Oppenheimer began her career as a professional dancer with the New York City Ballet. Her mentor there, Jacques d’Amboise, not only led the company in performing, but he also established the National Dance Institute in New York to give inner-city kids a chance to dance. When Oppenheimer retired from performing, d’Ambroise encouraged her to bring such a program to another group of needy kids in New Mexico.

So two decades ago, Oppenheimer went and founded the National Dance Institute of New Mexico (NDI). Last year, the program taught dance to 8,000 kids in 80 public schools in the southwest state, according to the PBS NewsHour.
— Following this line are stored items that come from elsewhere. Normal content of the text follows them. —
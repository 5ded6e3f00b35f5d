//! Narration classification — free text in, battle event out.
//!
//! A pure, ordered rule table with no I/O: the first rule that matches
//! wins. Matching is case-insensitive over whole tokens and phrases.

/// Boss fights started from narration default to this many phases.
pub const DEFAULT_BOSS_PHASES: u8 = 3;

/// Battle event extracted from a line of narration.
#[derive(Debug, Clone, PartialEq, Eq)]
pub enum NarrationEvent {
    /// The encounter is over.
    EndBattle,
    /// A running boss fight changes phase.
    BossPhase {
        /// Where the fight should land.
        target: PhaseTarget,
    },
    /// A boss fight starts.
    StartBoss {
        /// Phase count for the new fight.
        phases: u8,
        /// Encounter tag.
        context: String,
    },
    /// A regular encounter starts.
    StartNormal {
        /// Encounter tag refined from the narration's wording.
        context: String,
    },
    /// Nothing battle-related found.
    NoOp,
}

/// Where a `BossPhase` event should land.
#[derive(Debug, Clone, Copy, PartialEq, Eq)]
pub enum PhaseTarget {
    /// An explicit phase number.
    Explicit(u8),
    /// The fight's last phase.
    Final,
    /// Whatever phase comes next.
    Next,
}

const END_PHRASES: &[&str] = &[
    "battle ends",
    "battle is over",
    "fight is over",
    "combat ends",
    "enemy defeated",
    "enemies defeated",
    "we won",
];
const END_TOKENS: &[&str] = &["victory", "victorious"];

const BOSS_ONSET_TOKENS: &[&str] = &[
    "appears", "arrives", "emerges", "roars", "reveals", "transforms", "awakens",
];
const BOSS_ONSET_PHRASES: &[&str] = &["fight begins", "battle begins"];

const COMBAT_ONSET_TOKENS: &[&str] = &["ambush", "ambushed"];
const COMBAT_ONSET_PHRASES: &[&str] = &[
    "enemies appear",
    "enemy attack",
    "enemies attack",
    "combat begins",
    "battle begins",
    "fight breaks out",
    "draw your weapon",
    "hostiles inbound",
];

const DANGER_TOKENS: &[&str] = &["elite", "dangerous", "deadly", "powerful"];
const SURPRISE_TOKENS: &[&str] = &["ambush", "ambushed", "surprise", "sudden", "unexpected"];

/// Lowercased view of a narration line with a token list for whole-word
/// matching.
struct Narration {
    text: String,
    tokens: Vec<String>,
}

impl Narration {
    fn new(raw: &str) -> Self {
        let text = raw.to_lowercase();
        let tokens = text
            .split(|c: char| !c.is_alphanumeric())
            .filter(|t| !t.is_empty())
            .map(str::to_owned)
            .collect();
        Self { text, tokens }
    }

    fn has_token(&self, token: &str) -> bool {
        self.tokens.iter().any(|t| t == token)
    }

    fn has_any_token(&self, tokens: &[&str]) -> bool {
        tokens.iter().any(|t| self.has_token(t))
    }

    fn has_any_phrase(&self, phrases: &[&str]) -> bool {
        phrases.iter().any(|p| self.text.contains(p))
    }
}

type Rule = fn(&Narration) -> Option<NarrationEvent>;

/// Evaluated top to bottom; the first match wins. Victory outranks boss
/// keywords so "the boss falls, victory!" ends the fight instead of
/// mutating it.
const RULES: &[Rule] = &[end_battle, boss_phase, boss_onset, combat_onset];

/// Classify one line of narration into a battle event.
#[must_use]
pub fn classify(narration: &str) -> NarrationEvent {
    let narration = Narration::new(narration);
    RULES
        .iter()
        .find_map(|rule| rule(&narration))
        .unwrap_or(NarrationEvent::NoOp)
}

fn end_battle(n: &Narration) -> Option<NarrationEvent> {
    (n.has_any_token(END_TOKENS) || n.has_any_phrase(END_PHRASES)).then_some(NarrationEvent::EndBattle)
}

fn boss_phase(n: &Narration) -> Option<NarrationEvent> {
    (n.has_token("boss") && n.has_token("phase")).then(|| NarrationEvent::BossPhase {
        target: extract_phase(n),
    })
}

fn boss_onset(n: &Narration) -> Option<NarrationEvent> {
    (n.has_token("boss")
        && (n.has_any_token(BOSS_ONSET_TOKENS) || n.has_any_phrase(BOSS_ONSET_PHRASES)))
    .then(|| NarrationEvent::StartBoss {
        phases: DEFAULT_BOSS_PHASES,
        context: "boss".to_owned(),
    })
}

fn combat_onset(n: &Narration) -> Option<NarrationEvent> {
    (n.has_any_token(COMBAT_ONSET_TOKENS) || n.has_any_phrase(COMBAT_ONSET_PHRASES)).then(|| {
        NarrationEvent::StartNormal {
            context: refine_context(n),
        }
    })
}

/// Number adjacent to the "phase" token: digits 1–4, ordinals, or roman
/// numerals, in either order ("phase 2", "second phase", "phase ii").
fn extract_phase(n: &Narration) -> PhaseTarget {
    if n.text.contains("final phase") || n.text.contains("last phase") {
        return PhaseTarget::Final;
    }
    for (i, token) in n.tokens.iter().enumerate() {
        if token == "phase" || token == "phases" {
            if let Some(number) = n.tokens.get(i + 1).and_then(|t| parse_phase_number(t)) {
                return PhaseTarget::Explicit(number);
            }
            if let Some(number) = i
                .checked_sub(1)
                .and_then(|prev| parse_phase_number(&n.tokens[prev]))
            {
                return PhaseTarget::Explicit(number);
            }
        }
    }
    PhaseTarget::Next
}

fn parse_phase_number(token: &str) -> Option<u8> {
    match token {
        "1" | "one" | "first" | "i" => Some(1),
        "2" | "two" | "second" | "ii" => Some(2),
        "3" | "three" | "third" | "iii" => Some(3),
        "4" | "four" | "fourth" | "iv" => Some(4),
        _ => None,
    }
}

/// Refine a normal encounter's context from the narration's wording:
/// danger words make it elite, surprise words make it an ambush.
fn refine_context(n: &Narration) -> String {
    if n.has_any_token(DANGER_TOKENS) {
        "elite"
    } else if n.has_any_token(SURPRISE_TOKENS) {
        "ambush"
    } else {
        "minor"
    }
    .to_owned()
}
It costs $5 million to run the organization, but fundraising covers the bulk of that so the majority classes are free, including in-school instruction for fourth and fifth graders and after school classes for preschoolers and older dancers.

The program culminates in a big show that gives the kids a chance to shine, such as one that recently featured 500 dancers in the Santa Fe school district, as well as some of their parents and a group of local firefighters.

In a 2013 study that measured the health and well-being of American students, New Mexico ranked last among all states. But an independent study found that kids participating in NDI raised their grades in science and math and improved their physical fitness.

Sixteen-year-old Emery Chacon, who has been dancing with NDI since fourth grade, believes dance has made a difference in his life. “Yes, my grades before, they were moderate, from C’s to — like C’s and D’s, but now, actually, with NDI, it’s actually improved to B’s and A’s in most of my classes,” he told Kathleen McCleery of the PBS NewsHour.

Through the years, NDI New Mexico has produced a few professional dancers. But more importantly, it’s created many more dedicated students who continue to perform the right steps toward a promising future.